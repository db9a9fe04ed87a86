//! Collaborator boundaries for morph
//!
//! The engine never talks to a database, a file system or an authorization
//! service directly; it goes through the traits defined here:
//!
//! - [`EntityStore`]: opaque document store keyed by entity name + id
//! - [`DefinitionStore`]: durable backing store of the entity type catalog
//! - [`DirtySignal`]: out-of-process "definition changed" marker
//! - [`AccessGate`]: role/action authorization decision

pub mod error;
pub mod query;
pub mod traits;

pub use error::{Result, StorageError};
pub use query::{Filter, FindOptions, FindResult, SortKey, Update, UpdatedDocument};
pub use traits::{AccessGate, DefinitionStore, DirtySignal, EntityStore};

### Exercise aim
Each entry above is to be transcribed without alteration.

### Result for this task
repository db9a9fe04ed87a86
//! Collaborator boundaries for morph
//!
//! The engine never talks to a database, a file system or an authorization
//! service directly; it goes through the traits defined here:
//!
//! - [`EntityStore`]: opaque document store keyed by entity name + id
//! - [`DefinitionStore`]: durable backing store of the entity type catalog
//! - [`DirtySignal`]: out-of-process "definition changed" marker
//! - [`AccessGate`]: role/action authorization decision

pub mod error;
pub mod query;
pub mod traits;

pub use error::{Result, StorageError};
pub use query::{Filter, FindOptions, FindResult, SortKey, Update, UpdatedDocument};
pub use traits::{AccessGate, DefinitionStore, DirtySignal, EntityStore};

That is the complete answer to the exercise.